Music evokes emotion as does the painting of Sara Wilson. She might have been born on a wave of music which has accompanied her all through her life. What kind of music? Music laden with sentiment, burning with romanticism, perhaps Brahms! Listening easily becomes seeing, both have a rhythm, a cadence, "a rule" to guide them. Sara's paintings bring a new meaning to the "golden rule" of the ancients, encompassing the music of nature, its primal rhythms, the thrusting buds. We enter into nature's realm almost fearfully, step by step, then slowly, we discover, among the leaves and flowers, in the play of light and shade, that music accompanies us. Perhaps the artist herself is playing the piano.

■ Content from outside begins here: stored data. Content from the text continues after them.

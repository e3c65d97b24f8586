// ==========================================
// 表管理工具 - 应用层
// ==========================================
// 职责: 命令行集成，连接操作者与 API 层
// ==========================================

pub mod cli;
pub mod commands;
pub mod state;

// 重导出
pub use cli::{Cli, Command};
pub use commands::{dispatch, map_api_error, ErrorResponse};
pub use state::AppState;
// ==========================================
// 表管理工具 - 结果集搜索
// ==========================================
// 对已取回的 RowSet 做子串过滤（不下推到存储）
// 规则: 任一列的显示文本包含关键字即保留；不区分大小写；空值不匹配
// ==========================================

use crate::domain::RowSet;

/// 按关键字过滤记录
///
/// # 参数
/// - rows: 已取回的记录
/// - term: 关键字（去除首尾空白后为空时不过滤）
pub fn filter_rows(rows: &RowSet, term: &str) -> RowSet {
    let needle = term.trim().to_lowercase();
    if needle.is_empty() {
        return rows.clone();
    }

    rows.filter_rows(|values| {
        values
            .iter()
            .filter(|v| !v.is_null())
            .any(|v| v.to_string().to_lowercase().contains(&needle))
    })
}

#[cfg(test)]
mod tests {
    use super::*;
    use crate::domain::CellValue;

    fn users() -> RowSet {
        let mut rows = RowSet::new(vec!["name".to_string(), "age".to_string()]);
        rows.push_row(vec![CellValue::from("Alice"), CellValue::Int(30)]);
        rows.push_row(vec![CellValue::from("bob"), CellValue::Int(41)]);
        rows.push_row(vec![CellValue::Null, CellValue::Int(5)]);
        rows
    }

    #[test]
    fn test_case_insensitive_match() {
        let found = filter_rows(&users(), "ALI");
        assert_eq!(found.len(), 1);
        assert_eq!(found.value(0, "name"), Some(&CellValue::from("Alice")));
    }

    #[test]
    fn test_matches_numbers_as_text() {
        assert_eq!(filter_rows(&users(), "41").len(), 1);
    }

    #[test]
    fn test_blank_term_keeps_all() {
        assert_eq!(filter_rows(&users(), "  ").len(), 3);
    }

    #[test]
    fn test_no_match_keeps_columns() {
        let found = filter_rows(&users(), "zzz");
        assert!(found.is_empty());
        assert_eq!(found.columns(), &["name", "age"]);
    }
}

Consider romanticism today: nowadays it is the young people who search for romance, away from the science and technology which increasingly appear to define our culture. Yet the search for simplicity, for essentials, for biological "truth", guides scientists just as much as artists. We all seek to clear the fog of chaos from around us in order to understand the deepest secrets of existence. Sara's art suggests that to release our feelings all we need to do is to find true identification within nature. At night she gazes at the starlit sky. From that amazing and still unknown geometry she can absorb profound meaning - a music to guide our perceptions and sensations. Painting derived from such inspirations is not just a hedonistic game, a simple pleasure in observing, it is also a need to enter into the great mystery of the cosmos of which we are a minuscule part.

Sara composes her paintings as though reflecting the idea of the "platonic year" demonstrating the order of the universe. A leaf or a shell on the beach, a twig, the peel from a fruit, the wrinkled root of an olive tree, a grape, moss on a stone - each and every detail assumes its own meaning. All things are fragments of the harmony which fills the universe from which Sara Wilson collects the echo.